CHEM 2211 Syllabus

Subject Code

CHEM

Course Number

2211

Course Title

Organic Chemistry I

Prerequisites

CHEM 1211 with a grade of C or higher, CHEM 1211L with a grade of C or higher

Corequisites

CHEM 2211L

Terms Offered

Credit Hours

Course Description

This course is the first of a two-semester sequence of organic chemistry. Topics include structure, bonding, stereochemistry, and reactions of organic molecules comprised of alkanes, cycloalkanes, alkenes, alkynes, and organohalides.

Course Outcomes

Structure and Bonding

  • Examine atomic structure, the nucleus, orbitals, and electron configuration.
  • Express valence bond theory.
  • Differentiate hybrid orbitals.
  • Express molecular orbital theory.
  • Examine chemical structures.
  • Evaluate polar covalent bonds and their electronegativity, dipole moments, formal charges, and resonance.
  • Differentiate acids and bases.

Organic Structure: Alkanes, Cycloalkanes, and Their StereoChemistry

  • Compare functional groups.
  • Classify alkanes, isomers, and groups.
  • Examine nomenclature of alkanes and cycloalkanes.
  • Compare properties of alkanes and cycloalkanes.
  • Evaluate Cis-Trans isomerism in cycloalkanes.
  • Examine stability and conformations of cycloalkanes.
  • Differentiate axial and equatorial bonds in cycloalkanes.
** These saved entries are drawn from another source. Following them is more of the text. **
use thiserror::Error;

/// Result type local to emraster-mem.
pub type Result<T> = std::result::Result<T, Error>;

#[derive(Debug, Error)]
pub enum Error {
    #[error("memory budget exceeded for tag '{tag}': requested {requested} bytes, capacity {capacity}, used {used}")]
    BudgetExceeded {
        tag: &'static str,
        requested: usize,
        capacity: usize,
        used: usize,
    },

    #[error("cannot grow buffer '{tag}' by {requested} bytes (holding {held})")]
    GrowthRefused {
        tag: &'static str,
        requested: usize,
        held: usize,
    },

    #[error("cell count overflow for tag '{tag}': {cells} cells")]
    Overflow { tag: &'static str, cells: usize },
}

impl From<Error> for emraster_core::error::Error {
    fn from(e: Error) -> Self {
        emraster_core::error::Error::Budget(e.to_string())
    }
}
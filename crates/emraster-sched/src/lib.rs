#![forbid(unsafe_code)]
//! emraster-sched: row-block planning under a memory cap.
//!
//! Responsibilities:
//! - Estimate the live bytes one row costs across every buffered stream.
//! - Choose rows-per-block so one block of every stream fits the cap.
//! - Partition the grid rows into an ordered, non-overlapping `BlockPlan`.
//! - Verify plans in tests and debug builds.
//!
//! **No I/O, no async** here. The io crate asks for a plan when a write opens.

pub mod cost;
pub mod plan;
pub mod schedule;
pub mod verify;

pub use cost::WorkEstimate;
pub use plan::{plan_blocks, plan_for};
pub use schedule::{choose_block_size, BlockSizeHint};
pub use verify::{validate_plan, PlanError};
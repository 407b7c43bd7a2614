//! `Engine`: owns the memory budget and the peak tracker, hands out drivers.
//!
//! Nothing else survives between calls. Results are fresh rasters; inputs are
//! only read.

use emraster_core::config::EngineConfig;
use emraster_core::error::Result;
use emraster_io::{Raster, WriteOptions};
use emraster_mem::{MemoryBudgetImpl, PeakTracker};

use crate::driver::Driver;
use crate::operand::Operand;

pub struct Engine {
    cfg: EngineConfig,
    budget: MemoryBudgetImpl,
    peak: PeakTracker,
}

impl Engine {
    pub fn new(cfg: EngineConfig) -> Self {
        let cap = cfg.mem_cap_bytes;
        Self {
            cfg,
            budget: MemoryBudgetImpl::new(cap),
            peak: PeakTracker::new(),
        }
    }

    /// Like `new`, rejecting configurations the scheduler cannot honour.
    pub fn try_new(cfg: EngineConfig) -> Result<Self> {
        cfg.validate()?;
        Ok(Self::new(cfg))
    }

    /// Engine configured from `EMRASTER_*` environment variables.
    pub fn from_env() -> Result<Self> {
        Self::try_new(EngineConfig::from_env())
    }

    pub fn config(&self) -> &EngineConfig {
        &self.cfg
    }

    pub fn budget(&self) -> &MemoryBudgetImpl {
        &self.budget
    }

    /// Highest budget usage seen by any call so far.
    pub fn peak_bytes(&self) -> usize {
        self.peak.peak()
    }

    pub fn reset_peak(&self) {
        self.peak.reset();
    }

    /// Write options derived from the engine config.
    pub fn write_options(&self) -> WriteOptions {
        WriteOptions::from_config(&self.cfg)
    }

    /// `lhs op rhs` with the engine's default write options.
    pub fn arith(&self, lhs: &Raster, rhs: Operand<'_>, op: &str, reverse: bool) -> Raster {
        self.arith_with(lhs, rhs, op, reverse, &self.write_options())
    }

    /// `lhs op rhs` written per `opts`. `reverse` puts a scalar or vector
    /// operand on the left; it has no effect for raster operands.
    pub fn arith_with(
        &self,
        lhs: &Raster,
        rhs: Operand<'_>,
        op: &str,
        reverse: bool,
        opts: &WriteOptions,
    ) -> Raster {
        Driver::new(lhs, rhs, op, reverse, &self.budget, &self.peak).run(opts)
    }

    pub fn arith_raster(&self, lhs: &Raster, rhs: &Raster, op: &str) -> Raster {
        self.arith(lhs, Operand::Raster(rhs), op, false)
    }

    pub fn arith_scalar(&self, lhs: &Raster, x: f64, op: &str, reverse: bool) -> Raster {
        self.arith(lhs, Operand::Scalar(x), op, reverse)
    }

    /// One value per layer; a single value acts as a scalar.
    pub fn arith_vector(&self, lhs: &Raster, xs: &[f64], op: &str, reverse: bool) -> Raster {
        self.arith(lhs, Operand::PerLayer(xs.to_vec()), op, reverse)
    }
}

impl Default for Engine {
    fn default() -> Self {
        Self::new(EngineConfig::default())
    }
}
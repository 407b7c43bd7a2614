//! Row-block descriptors shared by the scheduler, the stores and the driver.
//!
//! A plan partitions the rows of a grid into contiguous runs. Every stream that
//! takes part in one arithmetic call walks the same plan in the same order.

use serde::{Deserialize, Serialize};
use std::ops::Range;

/// One contiguous run of rows (`start_row .. start_row + nrows`).
#[derive(Debug, Clone, Copy, PartialEq, Eq, Serialize, Deserialize)]
pub struct RowBlock {
    pub start_row: usize,
    pub nrows: usize,
}

impl RowBlock {
    pub const fn new(start_row: usize, nrows: usize) -> Self {
        Self { start_row, nrows }
    }

    pub fn rows(&self) -> Range<usize> {
        self.start_row..self.start_row + self.nrows
    }

    pub fn end_row(&self) -> usize {
        self.start_row + self.nrows
    }

    /// Cells in this block for a grid of `ncol` columns and `nlyr` layers.
    pub fn ncells(&self, ncol: usize, nlyr: usize) -> usize {
        self.nrows * ncol * nlyr
    }
}

/// Ordered row-block partition (the planner fills this).
#[derive(Debug, Clone, Default, PartialEq, Eq, Serialize, Deserialize)]
pub struct BlockPlan {
    blocks: Vec<RowBlock>,
}

impl BlockPlan {
    pub fn new(blocks: Vec<RowBlock>) -> Self {
        Self { blocks }
    }

    /// Number of blocks.
    pub fn len(&self) -> usize {
        self.blocks.len()
    }

    pub fn is_empty(&self) -> bool {
        self.blocks.is_empty()
    }

    pub fn get(&self, index: usize) -> Option<RowBlock> {
        self.blocks.get(index).copied()
    }

    pub fn iter(&self) -> impl Iterator<Item = RowBlock> + '_ {
        self.blocks.iter().copied()
    }

    pub fn blocks(&self) -> &[RowBlock] {
        &self.blocks
    }

    /// Sum of rows over all blocks.
    pub fn total_rows(&self) -> usize {
        self.blocks.iter().map(|b| b.nrows).sum()
    }

    /// Rows in the largest block (sizes the per-block buffers).
    pub fn max_rows(&self) -> usize {
        self.blocks.iter().map(|b| b.nrows).max().unwrap_or(0)
    }
}
//! Engine configuration that downstream crates can serialize/deserialize.

use serde::{Deserialize, Serialize};

use crate::error::{Error, Result};

#[derive(Debug, Clone, PartialEq, Serialize, Deserialize)]
pub struct EngineConfig {
    /// Hard memory cap (in bytes) for live block buffers.
    pub mem_cap_bytes: usize,

    /// Optional rows-per-block override; the scheduler sizes blocks from the cap otherwise.
    pub block_rows_hint: Option<usize>,

    /// Where results go: `memory://` (default) or a file path / `file://` URI.
    pub destination: String,

    /// Replace an existing output file.
    pub overwrite: bool,
}

impl Default for EngineConfig {
    fn default() -> Self {
        Self {
            mem_cap_bytes: 256 * 1024 * 1024, // 256 MiB default
            block_rows_hint: None,
            destination: "memory://".to_string(),
            overwrite: false,
        }
    }
}

impl EngineConfig {
    /// Create a config from environment variables, falling back to defaults.
    ///
    /// Environment variables:
    /// - `EMRASTER_MEM_CAP_BYTES`: memory cap in bytes
    /// - `EMRASTER_BLOCK_ROWS`: rows per block
    /// - `EMRASTER_DESTINATION`: output destination
    /// - `EMRASTER_OVERWRITE`: `1`/`true` to replace existing outputs
    pub fn from_env() -> Self {
        let mut cfg = Self::default();

        if let Ok(s) = std::env::var("EMRASTER_MEM_CAP_BYTES") {
            if let Ok(v) = s.parse::<usize>() {
                cfg.mem_cap_bytes = v;
            }
        }

        if let Ok(s) = std::env::var("EMRASTER_BLOCK_ROWS") {
            if let Ok(v) = s.parse::<usize>() {
                cfg.block_rows_hint = Some(v);
            }
        }

        if let Ok(s) = std::env::var("EMRASTER_DESTINATION") {
            if !s.trim().is_empty() {
                cfg.destination = s;
            }
        }

        if let Ok(s) = std::env::var("EMRASTER_OVERWRITE") {
            if let Some(v) = parse_flag(&s) {
                cfg.overwrite = v;
            }
        }

        cfg
    }

    /// Reject configurations the scheduler cannot honour.
    pub fn validate(&self) -> Result<()> {
        if self.mem_cap_bytes == 0 {
            return Err(Error::Config("mem_cap_bytes must be > 0".into()));
        }
        if self.block_rows_hint == Some(0) {
            return Err(Error::Config("block_rows_hint must be > 0".into()));
        }
        if self.destination.trim().is_empty() {
            return Err(Error::Config("destination must not be empty".into()));
        }
        Ok(())
    }
}

fn parse_flag(s: &str) -> Option<bool> {
    match s.trim().to_ascii_lowercase().as_str() {
        "1" | "true" | "yes" | "on" => Some(true),
        "0" | "false" | "no" | "off" => Some(false),
        _ => None,
    }
}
Overview of Organic Reactions

  • Compare types of reactions.
  • Differentiate mechanisms.
  • Predict reactions using equilibria, rates, energy changes, bond dissociation energies, energy diagrams, transition states, and intermediates.
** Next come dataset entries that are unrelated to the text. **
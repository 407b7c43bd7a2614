//! Tracing hooks.
//!
//! Compiled out without the `tracing` feature; the binary installs a subscriber.

#[cfg(feature = "tracing")]
pub fn emit_event(event: &str, key_values: &[(&str, String)]) {
    let fields = key_values
        .iter()
        .map(|(k, v)| format!("{k}={v}"))
        .collect::<Vec<_>>()
        .join(" ");
    tracing::debug!(target: "emraster", %event, %fields);
}

#[cfg(not(feature = "tracing"))]
pub fn emit_event(_event: &str, _key_values: &[(&str, String)]) { /* no-op */
}

/// One line per finished call, at info level.
#[cfg(feature = "tracing")]
pub fn emit_summary(manifest: &emraster_core::manifest::RunManifest) {
    tracing::info!(
        target: "emraster",
        op = %manifest.operator,
        operand = %manifest.operand,
        blocks = manifest.blocks_written,
        cells = manifest.cells_written,
        peak_bytes = manifest.peak_bytes,
        ms = manifest.duration_ms(),
        "arith done"
    );
}

#[cfg(not(feature = "tracing"))]
pub fn emit_summary(_manifest: &emraster_core::manifest::RunManifest) {}
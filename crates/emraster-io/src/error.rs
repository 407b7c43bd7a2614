use thiserror::Error;

pub type StoreResult<T> = std::result::Result<T, StoreError>;

#[derive(Debug, Error)]
pub enum StoreError {
    #[error("io: {0}")]
    Io(#[from] std::io::Error),

    #[error("header: {0}")]
    Header(String),

    #[error("out of bounds: {0}")]
    OutOfBounds(String),

    #[error("shape mismatch: {0}")]
    Shape(String),

    #[error("store is not open for {0}")]
    NotOpen(&'static str),

    #[error("store is already open for writing")]
    AlreadyWriting,

    #[error("destination exists: {0}")]
    Exists(String),

    #[error("raster has no values")]
    NoValues,

    #[error("store lock poisoned")]
    Poisoned,

    #[error("{0}")]
    Backend(String),
}

impl From<serde_json::Error> for StoreError {
    fn from(e: serde_json::Error) -> Self {
        StoreError::Header(e.to_string())
    }
}
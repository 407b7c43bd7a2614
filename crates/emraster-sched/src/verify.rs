//! Plan verification helpers.
//!
//! Cheap checks that a plan covers every row exactly once, in increasing
//! order, with no empty blocks.

use emraster_core::block::BlockPlan;
use thiserror::Error;

#[derive(Debug, Clone, PartialEq, Eq, Error)]
pub enum PlanError {
    #[error("block {index} is empty")]
    EmptyBlock { index: usize },

    #[error("block {index} starts at row {start}, expected {expected}")]
    Gap {
        index: usize,
        start: usize,
        expected: usize,
    },

    #[error("plan covers {covered} rows, grid has {nrow}")]
    Coverage { covered: usize, nrow: usize },
}

impl From<PlanError> for emraster_core::error::Error {
    fn from(e: PlanError) -> Self {
        emraster_core::error::Error::Invariant(e.to_string())
    }
}

/// Check that `plan` is an ordered exact partition of `0..nrow`.
pub fn validate_plan(plan: &BlockPlan, nrow: usize) -> Result<(), PlanError> {
    let mut expected = 0;
    for (index, block) in plan.iter().enumerate() {
        if block.nrows == 0 {
            return Err(PlanError::EmptyBlock { index });
        }
        if block.start_row != expected {
            return Err(PlanError::Gap {
                index,
                start: block.start_row,
                expected,
            });
        }
        expected = block.end_row();
    }
    if expected != nrow {
        return Err(PlanError::Coverage {
            covered: expected,
            nrow,
        });
    }
    Ok(())
}

/// Panicking variant for tests and debug assertions.
pub fn assert_plan(plan: &BlockPlan, nrow: usize) {
    if let Err(e) = validate_plan(plan, nrow) {
        panic!("invalid block plan: {e}");
    }
}

#[cfg(test)]
mod tests {
    use super::*;
    use emraster_core::block::RowBlock;

    #[test]
    fn detects_overlap() {
        let plan = BlockPlan::new(vec![RowBlock::new(0, 3), RowBlock::new(2, 3)]);
        assert_eq!(
            validate_plan(&plan, 5),
            Err(PlanError::Gap {
                index: 1,
                start: 2,
                expected: 3
            })
        );
    }

    #[test]
    fn detects_short_coverage() {
        let plan = BlockPlan::new(vec![RowBlock::new(0, 3)]);
        assert!(matches!(
            validate_plan(&plan, 4),
            Err(PlanError::Coverage { covered: 3, nrow: 4 })
        ));
    }

    #[test]
    fn detects_empty_block() {
        let plan = BlockPlan::new(vec![RowBlock::new(0, 0)]);
        assert_eq!(
            validate_plan(&plan, 0),
            Err(PlanError::EmptyBlock { index: 0 })
        );
    }

    #[test]
    #[should_panic(expected = "invalid block plan")]
    fn assert_panics() {
        assert_plan(&BlockPlan::default(), 1);
    }
}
Alkenes, Alkanes, and Conjugated Compounds: Their Structure, Reactivity and Synthesis

  • Evaluate degrees of unsaturation and name alkenes including Cis-Trans and E-Z designations. Name alkynes.
  • Examine stability of alkenes.
  • Evaluate electrophilic addition reactions of alkenes including orientation, Markovnikov's rule, carbocation structure and stability, Hammond postulate, and rearrangement.
  • Examine preparations of alkenes and alkynes by elimination.
  • Evaluate reactions of alkenes including addition of halogens and hydrogen halides, oxymercuration, hydroboration-oxidation, carbine addition, hydrogenation, epoxidation, hydroxylation, cleavage to carbonyl compounds, and radical additions.
  • Evaluate reactions of alkynes including addition of halides, hydrogen halides, and water; reductions; oxidative cleavage; alkyne acidity; and alkylation of acetylide ions.
  • Design organic synthesis.
  • Examine stability of conjugated dienes using Molecular Orbital Theory.
  • Evaluate electrophilic additions to conjugated dienes to differentiate between kinetic and thermodynamic control.
  • Examine the Diels-Alder reaction and its characteristics.
  • Examine natural and synthetic diene polymers.

Stereochemistry

  • Compare enantiomers at the tetrahedral carbon and examine chirality.
  • Evaluate optical activity including Pasteur's discovery of enantiomers and the sequence rules for specifying configuration.
  • Examine diastereomers, meso compounds, racemic mixtures, and the resolution of enantiomers.
  • Relate types of isomerism.
  • Examine reaction stereochemistry of addition of water to achiral and chiral alkenes.
  • Compare chirality at nitrogen, phosphorous, and sulfur.
  • Distinguish prochirality and analyze chirality in nature and chiral environments.

Organohalides and Their Reactions

  • Examine nomenclature of alkyl halides and examine their structures.
  • Evaluate preparation of alkyl halides from alkanes (radical Halogenation), alkenes (allylic bromination), and alcohols.
  • Examine the stability of allylic radicals.
  • Examine reactions of alkyl halides including Grignard reagents, organometallic coupling reactions, and oxidation/reduction concepts of organic chemistry.
  • Examine the discovery of nucleophilic substitution reactions.
  • Differentiate Sn1 and Sn2 reactions and their characteristics. Examine biological substitution reactions.
  • Examine elimination reactions of alkyl halides using Zaitsev's rule.
  • Evaluate the deuterium isotope effect and cyclohexane conformation on the E2 reaction.
  • Examine the E1 and E1cB reactions.
  • Examine biological elimination reactions.

Spectroscopy

  • Interpret mass spectrometry of small molecules, common functional groups, and biological molecules.
  • Compare and contrast infrared spectra.
  • Evaluate nuclear magnetic resonance spectroscopy. 
  • Interpret 13C NMR spectroscopy including: signal averaging, FT-NMR and DEPT.
  • Make sense of 1H NMR spectroscopy utilizing proton equivalence, chemical shifts, integration, and spin-spin coupling.
  • Interpret 1H NMR spectra.
  • Interpret ultraviolet spectra and the effect of conjugation.